As in the previous article, here's a review of the key points:

Anammox bacteria can start from biologically available nitrogen and take it all the way to N2, this is unlike the 'usual' nitrogen cycle where different bugs cooperate to perform individual steps of the conversion. They do this by:

  1. Combining Ammonia and nitrous oxide to make hydrazine(N2H4), with the help of a hydrazine hydrolase (HZS) enzyme
  2. Breaking down hydrazine into dinitrogen using a hydrazine oxidoreductase (HDH) enzyme
  3. This all occurs within a specialized compartment called the anammoxosome

Extraction and purification

Let's say you've got a bioreactor system filled with bugs that are happily producing the compound you want at a reasonable yield. In some cases like brewing, you're good to go. Generally though, you have to extract and purify whatever you're trying to produce. To run with the brewing example, this would be like distilling mash to make spirits or wine to make brandy.

Extraction

So, the first question you have to ask yourself is if the compound you want is excreted by the bug or if it stays within the cell. This is one of the reasons fermenting alcohol and vinegar works - they are waste products the organism does not want and excreted (that's right, beer is yeast pee!). If the compound is not excreted, then you've got some work to do. Herein lies another issue with our model system, hydrazine is exclusively internal to the anammox organisms. If you do have to do an extraction, there's lots of specific methods, but generally there's two key steps, concentration and lysis:

  1. Concentrate the biomass - as a rule of thumb, the more concentrated your biomass, the more efficient your extraction. It alsos increase the concentration of the compound you want, which generally aids purification. This step is not strictly necessary, but is generally a good idea. There are three big ways to concentrate suspended solid material:
    a. Sedimentation - Allow the biomass to settle out due to gravity and harvest the sludge. Depending on the setup, this can be enhanced by using a settling agent to encourage the cells to clump together (coagulation and flocculation) and form aggregates that settle faster. Pretty cheap, but can take forever and doesn't give the best concentration.
    b. Filtration - Run the biomass through a fine filter and harvest the residue left on the filter. Often enhanced using vacuum pumps or positive pressure. Can be relatively inexpensive, but dealing with filter clogs and reduced flow rate can be operationally frustrating. Kind of the middle ground of expense and time. It gives ok concentration.
    c. Centrifugation - Spin everything around really fast, taking advantage of the g-forces produced by rotation to cause the bugs to settle into a compact pellet. Energy intensive, especially for large volumes. Generally done as a batch process, but for really high value stuff, continuous centrifugation is available(and super expensive). However, it's very fast and gives good concentrations.
  2. Break apart (lyse) the cells - Now that you have all your biomass concentrated, you need to break them apart to harvest their contents. There are lots of ways to do this. To name a few, you can alter the salinity of the water, pound them with high frequency soundwaves, attack them with microwaves, quickly alternate between high and low pressure, or just beat the crap out of them with sharp sand. The method used in any process is a combination of what's effective for that bug, what doesn't ruin the compound you want, and what machinery may already be available.

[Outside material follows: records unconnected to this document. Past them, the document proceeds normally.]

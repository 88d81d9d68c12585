use crate::{ImageError, PixelGrid};

/// Source neighbours and blend factor for one output coordinate.
#[derive(Debug, Clone, Copy, PartialEq)]
struct Tap {
    lo: usize,
    hi: usize,
    frac: f32,
}

// Half-pixel-center mapping, clamped to the source edge.
fn axis_taps(src_len: usize, dst_len: usize) -> Vec<Tap> {
    let scale = src_len as f32 / dst_len as f32;
    let last = (src_len - 1) as f32;
    (0..dst_len)
        .map(|i| {
            let pos = ((i as f32 + 0.5) * scale - 0.5).clamp(0.0, last);
            let lo = pos.floor() as usize;
            Tap {
                lo,
                hi: (lo + 1).min(src_len - 1),
                frac: pos - lo as f32,
            }
        })
        .collect()
}

/// Bilinear resize to exactly `width` x `height`.
///
/// Never crops: the whole source is stretched onto the target, so the
/// aspect ratio changes when the two sizes disagree. Channel count is kept.
/// Resizing to the source size returns an identical copy.
pub fn resize_bilinear(
    src: &PixelGrid,
    width: usize,
    height: usize,
) -> Result<PixelGrid, ImageError> {
    if src.is_empty() {
        return Err(ImageError::InvalidDimensions {
            width: src.width(),
            height: src.height(),
        });
    }
    if width == 0 || height == 0 {
        return Err(ImageError::InvalidDimensions { width, height });
    }
    if src.width() == width && src.height() == height {
        return Ok(src.clone());
    }

    let channels = src.channels();
    let stride = src.width() * channels;
    let data = src.data();
    let xs = axis_taps(src.width(), width);
    let ys = axis_taps(src.height(), height);

    let mut out = vec![0u8; width * height * channels];
    for (oy, ty) in ys.iter().enumerate() {
        let top = ty.lo * stride;
        let bottom = ty.hi * stride;
        for (ox, tx) in xs.iter().enumerate() {
            let left = tx.lo * channels;
            let right = tx.hi * channels;
            let dst = (oy * width + ox) * channels;
            for ch in 0..channels {
                let tl = data[top + left + ch] as f32;
                let tr = data[top + right + ch] as f32;
                let bl = data[bottom + left + ch] as f32;
                let br = data[bottom + right + ch] as f32;
                let upper = tl + (tr - tl) * tx.frac;
                let lower = bl + (br - bl) * tx.frac;
                let value = upper + (lower - upper) * ty.frac;
                out[dst + ch] = value.round().clamp(0.0, 255.0) as u8;
            }
        }
    }

    PixelGrid::new(width, height, channels, out)
}
use crate::Device;
use std::fmt;

#[derive(Debug)]
pub enum InferError {
    ModelLoad(String),
    BackendError(String),
    InvalidInput {
        name: String,
        expected_names: Vec<String>,
    },
    UnsupportedDevice(Device),
    UnsupportedDtype(String),
    ShapeMismatch {
        expected: String,
        got: String,
    },
}

impl fmt::Display for InferError {
    fn fmt(&self, f: &mut fmt::Formatter<'_>) -> fmt::Result {
        match self {
            InferError::ModelLoad(msg) => write!(f, "model load error: {msg}"),
            InferError::BackendError(msg) => write!(f, "backend error: {msg}"),
            InferError::InvalidInput {
                name,
                expected_names,
            } => write!(
                f,
                "invalid input '{name}', model expects one of {expected_names:?}"
            ),
            InferError::UnsupportedDevice(device) => write!(f, "unsupported device: {device}"),
            InferError::UnsupportedDtype(msg) => write!(f, "unsupported dtype: {msg}"),
            InferError::ShapeMismatch { expected, got } => {
                write!(f, "shape mismatch: expected {expected}, got {got}")
            }
        }
    }
}

impl std::error::Error for InferError {}

impl From<lane_base::TensorError> for InferError {
    fn from(err: lane_base::TensorError) -> Self {
        InferError::BackendError(err.to_string())
    }
}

Solid_Bowl_Centrifuge_3.png

Schematic of a continuous centrifuge system. Source, author: Odiliasugita, under CC3.

There's actually no special issues when it comes to concentrating anammox organisms, so that's nice. However, since the hydrazine is actually in a special compartment, you have to break down extra barriers when lysing the cells. Also, it's easy to imagine that the hydrazine will react with the general cellular contents (otherwise, why bother having a special room for it), and that reaction will lower your yield.

Purification

At this point you've grown the bugs making your compound, concentrated them, and even broke them open. Congratulations, you now have a soup containing traces of what you want and tons of other crap from breaking apart the cells (lysate)! You're going to want to purify it. The method you choose to use really depends on the chemical properties of the compound you want, how similar it is to other stuff in the soup, how pure you need it, and, of course, how much it'll cost to do so. Three is a whole field of separation science with its own journals, so you're going to have a lot of options. Here's a few big categories that you should know about though.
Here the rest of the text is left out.